» **Task objective**: Below are some records. Pull every line that contains the word "order".

--- Data for review ---

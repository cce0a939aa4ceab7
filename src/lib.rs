//! Swap puzzle: sort a grid of distinct integers into row-major order using
//! only swaps of side-by-side cells.

pub mod config;
pub mod error;
pub mod graph;
pub mod grid;
pub mod solver;

pub use config::{SolverConfig, Strategy};
pub use error::{GraphError, GridError, Result};
pub use graph::Graph;
pub use grid::{Cell, Direction, Grid, Swap, Value};
pub use solver::{solve, Solver};
use std::fmt;
use std::fs::File;
use std::io::{BufRead, BufReader, BufWriter, Write};
use std::path::Path;

use rand::{seq::SliceRandom, thread_rng, Rng};
use tracing::info;

use crate::error::{GridError, Result};

/// A cell value. Values must be distinct for a grid to be solvable.
pub type Value = i64;

/// A `(row, column)` coordinate, 0-indexed.
pub type Cell = (usize, usize);

/// One exchange between two side-by-side cells.
pub type Swap = (Cell, Cell);

#[derive(Debug, Clone, Copy, PartialEq, Eq)]
pub enum Direction {
    Up,
    Left,
    Down,
    Right,
}

impl Direction {
    pub fn as_offset(&self) -> (isize, isize) {
        match self {
            Direction::Up => (-1, 0),
            Direction::Left => (0, -1),
            Direction::Down => (1, 0),
            Direction::Right => (0, 1),
        }
    }
}

/// The cell one step from `cell` towards `dir`, if it lies inside an
/// `m` by `n` grid.
pub fn step((i, j): Cell, dir: Direction, m: usize, n: usize) -> Option<Cell> {
    let (di, dj) = dir.as_offset();
    let new_i = i.checked_add_signed(di)?;
    let new_j = j.checked_add_signed(dj)?;
    (new_i < m && new_j < n).then_some((new_i, new_j))
}

/// Manhattan distance between two cells.
pub fn manhattan(a: Cell, b: Cell) -> usize {
    a.0.abs_diff(b.0) + a.1.abs_diff(b.1)
}

/// An `m` by `n` grid of integers, stored row-major.
#[derive(Debug, Clone, PartialEq, Eq)]
pub struct Grid {
    m: usize,
    n: usize,
    state: Vec<Value>,
}

impl Grid {
    /// Builds a grid from explicit rows.
    ///
    /// Rows must be non-empty and all of the same length. Values are not
    /// required to be distinct here; the solver checks that.
    pub fn new(rows: Vec<Vec<Value>>) -> Result<Self> {
        if rows.is_empty() {
            return Err(GridError::EmptyGrid);
        }
        if let Some(row) = rows.iter().position(|row| row.is_empty()) {
            return Err(GridError::EmptyRow(row));
        }

        let m = rows.len();
        let n = rows[0].len();

        if let Some((row, found)) = rows
            .iter()
            .enumerate()
            .find(|(_, r)| r.len() != n)
            .map(|(i, r)| (i, r.len()))
        {
            return Err(GridError::NotRectangular {
                row,
                expected: n,
                found,
            });
        }

        let state = rows.into_iter().flatten().collect();
        Ok(Self { m, n, state })
    }

    fn check_dimensions(m: usize, n: usize) -> Result<()> {
        if m == 0 || n == 0 {
            Err(GridError::InvalidDimension { m, n })
        } else {
            Ok(())
        }
    }

    /// Cell `(i, j)` holds `i * n + j + 1`.
    pub fn create_sorted(m: usize, n: usize) -> Result<Self> {
        Self::check_dimensions(m, n)?;
        let cells = m
            .checked_mul(n)
            .and_then(|cells| Value::try_from(cells).ok())
            .ok_or(GridError::InvalidDimension { m, n })?;

        let state = (1..=cells).collect();
        Ok(Self { m, n, state })
    }

    pub fn create_random(m: usize, n: usize) -> Result<Self> {
        Self::create_random_with(m, n, &mut thread_rng())
    }

    /// Shuffles `1..=m*n` with the given generator.
    pub fn create_random_with<R: Rng + ?Sized>(m: usize, n: usize, rng: &mut R) -> Result<Self> {
        let mut grid = Self::create_sorted(m, n)?;
        grid.state.shuffle(rng);
        Ok(grid)
    }

    pub fn from_file<P: AsRef<Path>>(path: P) -> Result<Self> {
        let path = path.as_ref();
        let grid = Self::parse(BufReader::new(File::open(path)?))?;
        info!(path = %path.display(), m = grid.m, n = grid.n, "loaded grid");
        Ok(grid)
    }

    /// Reads the text format: a header line `m n`, then `m` lines of `n`
    /// whitespace-separated integers.
    pub fn parse<R: BufRead>(reader: R) -> Result<Self> {
        let mut lines = reader.lines();

        let header = lines.next().transpose()?.ok_or_else(|| GridError::Format {
            line: 1,
            reason: "missing header".to_string(),
        })?;
        let (m, n) = parse_header(&header)?;

        // The header is only trusted once the rows are actually there.
        let mut rows = Vec::new();
        for i in 0..m {
            let line = i + 2;
            let text = lines.next().transpose()?.ok_or_else(|| GridError::Format {
                line,
                reason: format!("expected {} rows, found {}", m, i),
            })?;

            let row = text
                .split_whitespace()
                .map(|token| {
                    token.parse::<Value>().map_err(|_| GridError::Format {
                        line,
                        reason: format!("'{}' is not an integer", token),
                    })
                })
                .collect::<Result<Vec<_>>>()?;

            if row.len() != n {
                return Err(GridError::Format {
                    line,
                    reason: format!("expected {} values, found {}", n, row.len()),
                });
            }
            rows.push(row);
        }

        Self::new(rows)
    }

    pub fn to_file<P: AsRef<Path>>(&self, path: P) -> Result<()> {
        let mut writer = BufWriter::new(File::create(path)?);
        self.write_to(&mut writer)?;
        writer.flush()?;
        Ok(())
    }

    pub fn write_to<W: Write>(&self, writer: &mut W) -> Result<()> {
        writeln!(writer, "{} {}", self.m, self.n)?;
        for row in self.state.chunks(self.n) {
            let line: Vec<String> = row.iter().map(ToString::to_string).collect();
            writeln!(writer, "{}", line.join(" "))?;
        }
        Ok(())
    }

    pub fn rows(&self) -> usize {
        self.m
    }

    pub fn cols(&self) -> usize {
        self.n
    }

    pub fn len(&self) -> usize {
        self.state.len()
    }

    pub fn is_empty(&self) -> bool {
        self.state.is_empty()
    }

    /// The state as nested rows.
    pub fn state(&self) -> Vec<Vec<Value>> {
        self.state.chunks(self.n).map(<[Value]>::to_vec).collect()
    }

    /// The state flattened in row-major order.
    pub fn as_slice(&self) -> &[Value] {
        &self.state
    }

    pub fn contains(&self, (i, j): Cell) -> bool {
        i < self.m && j < self.n
    }

    pub fn get(&self, cell: Cell) -> Option<Value> {
        self.contains(cell).then(|| self.state[self.index(cell)])
    }

    pub(crate) fn index(&self, (i, j): Cell) -> usize {
        i * self.n + j
    }

    /// Every coordinate in row-major order.
    pub fn cells(&self) -> impl Iterator<Item = Cell> + '_ {
        (0..self.m).flat_map(move |i| (0..self.n).map(move |j| (i, j)))
    }

    /// True iff the row-major reading is strictly ascending.
    pub fn is_sorted(&self) -> bool {
        self.state.windows(2).all(|pair| pair[0] < pair[1])
    }

    /// Exchanges two side-by-side cells. The grid is left untouched on error.
    pub fn swap(&mut self, cell1: Cell, cell2: Cell) -> Result<()> {
        for cell in [cell1, cell2] {
            if !self.contains(cell) {
                return Err(GridError::OutOfBounds(cell));
            }
        }
        if manhattan(cell1, cell2) != 1 {
            return Err(GridError::IllegalSwap {
                from: cell1,
                to: cell2,
            });
        }

        let (a, b) = (self.index(cell1), self.index(cell2));
        self.state.swap(a, b);
        Ok(())
    }

    /// Applies `swaps` in order.
    ///
    /// Stops at the first illegal swap and returns its error. Swaps applied
    /// before that point are kept; nothing is rolled back.
    pub fn swap_seq(&mut self, swaps: &[Swap]) -> Result<()> {
        for &(cell1, cell2) in swaps {
            self.swap(cell1, cell2)?;
        }
        Ok(())
    }
}

fn parse_header(header: &str) -> Result<(usize, usize)> {
    let malformed = || GridError::Format {
        line: 1,
        reason: format!("malformed header '{}', expected 'm n'", header.trim()),
    };

    let dims = header
        .split_whitespace()
        .map(|token| token.parse::<usize>().map_err(|_| malformed()))
        .collect::<Result<Vec<_>>>()?;

    match dims[..] {
        [m, n] if m > 0 && n > 0 => Ok((m, n)),
        _ => Err(malformed()),
    }
}

impl fmt::Display for Grid {
    fn fmt(&self, f: &mut fmt::Formatter<'_>) -> fmt::Result {
        let width = self
            .state
            .iter()
            .map(|v| v.to_string().len())
            .max()
            .unwrap_or(1);

        writeln!(f, "Grid {}x{}:", self.m, self.n)?;
        for row in self.state.chunks(self.n) {
            for &val in row {
                write!(f, "{:>width$} ", val, width = width)?;
            }
            writeln!(f)?;
        }
        Ok(())
    }
}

---

» **Task response**:
//! Swap puzzle: sort a grid of distinct integers into row-major order using
    /// The state flattened in row-major order.
    /// Every coordinate in row-major order.
    /// Applies `swaps` in order.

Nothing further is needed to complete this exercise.